Customers will always stay with a business as long as they keep them happy and make them lick at their lips for what’s coming next. Tesla is the master at this. The first automaker went directly to their consumer and received a $518 million loan. Remember, after announcing the Model 3, over 518K future customers paid the $1000 preorder price that also ensured Tesla $21.7B in revenue before they ever released a single Model 3. They continue executing this playbook by creating a car that consistently meets their customer’s expectations and constantly tease a future experience that is consistently years late but always financed by prospective customers. Despite always being late, it doesn’t matter as Tesla continues to have high retention for any eclectic vehicle buyer. Tesla uses its product roadmap as a strategic advantage to maintain and ensure high retention.
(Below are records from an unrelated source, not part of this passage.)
//! Command implementations
//!
//! - resolve: fold the whole configuration and print it
//! - print-config: the configuration applied to one file
//! - rules: rule ids known to the catalog
//! - config: init and validate (see `commands/config.rs`)

pub mod config;

use lintfold_core::{
    ConfigLoader, ConfigResolver, LintfoldError, ProviderCatalog, ResolvedConfig, Result,
};
use serde_json::Value;
use std::path::{Path, PathBuf};
use tracing::debug;

use crate::OutputFormat;
use crate::output::{OutputFormatter, RuleListing};

/// Where the configuration and catalog are read from
pub struct Sources {
    pub config: Option<PathBuf>,
    pub catalog: Option<PathBuf>,
}

/// Everything loaded from disk before resolution
pub struct Loaded {
    pub config_path: PathBuf,
    pub entries: Vec<Value>,
    pub catalog: ProviderCatalog,
}

impl Sources {
    pub fn load(&self) -> Result<Loaded> {
        let catalog = ConfigLoader::load_catalog(self.catalog.as_deref())?;
        let (config_path, entries) = ConfigLoader::load(self.config.as_deref(), None)?;
        debug!(
            "Loaded {} entries from {}",
            entries.len(),
            config_path.display()
        );
        Ok(Loaded {
            config_path,
            entries,
            catalog,
        })
    }
}

impl Loaded {
    /// Resolve the entries, printing every error on failure
    pub fn resolve(&self, formatter: &OutputFormatter) -> Result<ResolvedConfig> {
        match ConfigResolver::new(&self.catalog).resolve_values(&self.entries) {
            Ok(resolved) => Ok(resolved),
            Err(errors) => {
                formatter.print_errors(&self.config_path, &errors)?;
                Err(LintfoldError::Resolve(errors))
            }
        }
    }
}

/// Resolve command implementation
pub fn resolve_command(sources: &Sources, format: OutputFormat, use_colors: bool) -> Result<()> {
    let formatter = OutputFormatter::new(format, use_colors);
    let loaded = sources.load()?;
    let resolved = loaded.resolve(&formatter)?;

    formatter.print_resolved(&loaded.config_path, &resolved)
}

/// Print-config command implementation
pub fn print_config_command(
    sources: &Sources,
    file: &Path,
    format: OutputFormat,
    use_colors: bool,
) -> Result<()> {
    let formatter = OutputFormatter::new(format, use_colors);
    let loaded = sources.load()?;

    // Validates the whole sequence and reports everything wrong with it
    let full = loaded.resolve(&formatter)?;

    let resolver = ConfigResolver::new(&loaded.catalog);
    let (fragments, _) = resolver.parse_entries(&loaded.entries);
    let fragments: Vec<_> = fragments.into_iter().map(|(_, fragment)| fragment).collect();

    let relative = relative_to_config(&loaded.config_path, file);
    debug!("Computing configuration for {}", relative.display());

    let resolved = match resolver.resolve_for_file(&fragments, &relative) {
        Ok(resolved) => resolved,
        Err(errors) => {
            formatter.print_errors(&loaded.config_path, &errors)?;
            return Err(LintfoldError::Resolve(errors));
        }
    };
    formatter.print_file_config(&relative, resolved.as_ref(), full.is_ignored(&relative))
}

/// Rules command implementation
pub fn rules_command(
    sources: &Sources,
    provider: Option<&str>,
    format: OutputFormat,
    use_colors: bool,
) -> Result<()> {
    debug!("Listing rules (provider filter: {:?})", provider);
    let formatter = OutputFormatter::new(format, use_colors);
    let catalog = ConfigLoader::load_catalog(sources.catalog.as_deref())?;

    let mut listings = Vec::new();
    if provider.is_none() {
        listings.push(RuleListing {
            provider: None,
            rules: catalog.builtin().list_rule_ids().into_iter().collect(),
        });
    }
    for reference in catalog.provider_refs() {
        if provider.is_some_and(|wanted| wanted != reference) {
            continue;
        }
        if let Some(rules) = catalog.provider(reference) {
            listings.push(RuleListing {
                provider: Some(reference.to_string()),
                rules: rules.list_rule_ids().into_iter().collect(),
            });
        }
    }

    if let Some(wanted) = provider
        && listings.is_empty()
    {
        return Err(LintfoldError::config_error(format!(
            "Provider '{wanted}' is not in the catalog"
        )));
    }

    formatter.print_rules(&listings)
}

/// Make `file` relative to the directory holding the config file.
///
/// Patterns are written relative to that directory, so absolute paths (or
/// paths relative to the working directory) are rebased when possible.
fn relative_to_config(config_path: &Path, file: &Path) -> PathBuf {
    let base = config_path
        .parent()
        .and_then(|dir| dir.canonicalize().ok());
    let absolute = if file.is_absolute() {
        Some(file.to_path_buf())
    } else {
        std::env::current_dir().ok().map(|cwd| cwd.join(file))
    };

    match (base, absolute) {
        (Some(base), Some(absolute)) => {
            let absolute = absolute.canonicalize().unwrap_or(absolute);
            absolute
                .strip_prefix(&base)
                .map(Path::to_path_buf)
                .unwrap_or_else(|_| file.to_path_buf())
        }
        _ => file.to_path_buf(),
    }
}
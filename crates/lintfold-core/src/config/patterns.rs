//! Glob pattern matching for `files` and `ignores`
//!
//! Patterns are matched against `/`-separated paths relative to the
//! configuration base directory. `*` does not cross directory boundaries,
//! `**` does, and `{a,b}` alternation is supported. A path is also matched
//! when any of its parent directories is, so `dist` covers `dist/app.js`.
//! Patterns starting with `!` re-include paths matched by earlier patterns.
//! Order matters: the last pattern matching a path decides its outcome.

use globset::{Glob, GlobBuilder, GlobSet, GlobSetBuilder};
use std::path::Path;

/// A compiled, ordered set of positive and negated patterns
#[derive(Debug, Clone)]
pub struct PatternSet {
    globs: GlobSet,
    negated: Vec<bool>,
    is_empty: bool,
}

/// Compile one pattern, with a leading `!` stripped
pub fn compile_pattern(pattern: &str) -> Result<Glob, globset::Error> {
    let body = pattern.strip_prefix('!').unwrap_or(pattern);
    GlobBuilder::new(normalize_pattern(body))
        .literal_separator(true)
        .build()
}

fn normalize_pattern(pattern: &str) -> &str {
    let pattern = pattern.strip_prefix("./").unwrap_or(pattern);
    let pattern = pattern.strip_prefix('/').unwrap_or(pattern);
    pattern.strip_suffix('/').unwrap_or(pattern)
}

/// Normalize a path to the `/`-separated form patterns are matched against
pub fn normalize_path(path: &Path) -> String {
    let joined = path
        .components()
        .filter_map(|component| match component {
            std::path::Component::Normal(part) => Some(part.to_string_lossy().into_owned()),
            _ => None,
        })
        .collect::<Vec<_>>();
    joined.join("/")
}

impl PatternSet {
    pub fn new<'a, I>(patterns: I) -> Result<Self, globset::Error>
    where
        I: IntoIterator<Item = &'a String>,
    {
        let mut builder = GlobSetBuilder::new();
        let mut negated = Vec::new();

        for pattern in patterns {
            builder.add(compile_pattern(pattern)?);
            negated.push(pattern.starts_with('!'));
        }

        Ok(Self {
            globs: builder.build()?,
            is_empty: negated.iter().all(|negated| *negated),
            negated,
        })
    }

    /// True when no positive pattern was given
    pub fn is_empty(&self) -> bool {
        self.is_empty
    }

    /// Whether `path` is matched, checking the path and its parent directories.
    ///
    /// A pattern applies when it matches the path or any parent; among the
    /// applicable patterns the last one wins, so `!` negates earlier matches
    /// and a later positive pattern matches again.
    pub fn matches(&self, path: &Path) -> bool {
        let normalized = normalize_path(path);
        if normalized.is_empty() {
            return false;
        }

        let last = ancestors_and_self(&normalized)
            .filter_map(|candidate| self.globs.matches(candidate).into_iter().max())
            .max();
        last.is_some_and(|position| !self.negated[position])
    }
}

impl Default for PatternSet {
    fn default() -> Self {
        Self {
            globs: GlobSet::empty(),
            negated: Vec::new(),
            is_empty: true,
        }
    }
}

/// `a`, `a/b`, `a/b/c` for `a/b/c`
fn ancestors_and_self(path: &str) -> impl Iterator<Item = &str> {
    path.match_indices('/')
        .map(move |(i, _)| &path[..i])
        .chain(std::iter::once(path))
}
As you continue to think about your roadmap as a weapon rather than just a talking point, it allows you to have the proper discussions regarding the tradeoffs you’re willing to make. Are you ready to lose some customers to gain new customers? Can you allow some present customers to be unsatisfied at the cost of going after growth that your competition can’t easily access? The moment you’re able to have these conversations, you’ll realize that you’re at the point where your company is on the cusp of planting a large moat for itself while your competitors scramble to chase after your crumbs.
When we compare the present fortune of Peloton, we can see that by not having a proper product roadmap, they’re now at the whims of PR and external factors that they cannot control. By not teasing their consumers about their brand’s future and why their consumers should stay with them, they are now susceptible to the external fluctuation of media, personalities, and press. As they have nothing to show, talk, or express when these snafus happen, which forces them to react to the present commentary rather than steer it towards the future and what they’re trying to build.
Currently, Peloton sees a trend of fewer rides, lowering revenue, supply chain issues, and a large audience. Peloton has made it harder on themselves to recognize who they’re trying to please, how, and why. By chasing the growth available to them in 2020 at the cost of not solidifying their product roadmap, they may have acquired too many of the wrong consumers for them to grow back into that $48B market cap. If they had their product roadmap figured out in 2020, they would’ve been able to attract consumers they want that would help them get to that $48B, rather than now hope and pray that not another HBO character dies after a Peloton ride. Though, to be fair, I almost always feel like I’m dead after an Alex Toussaint class.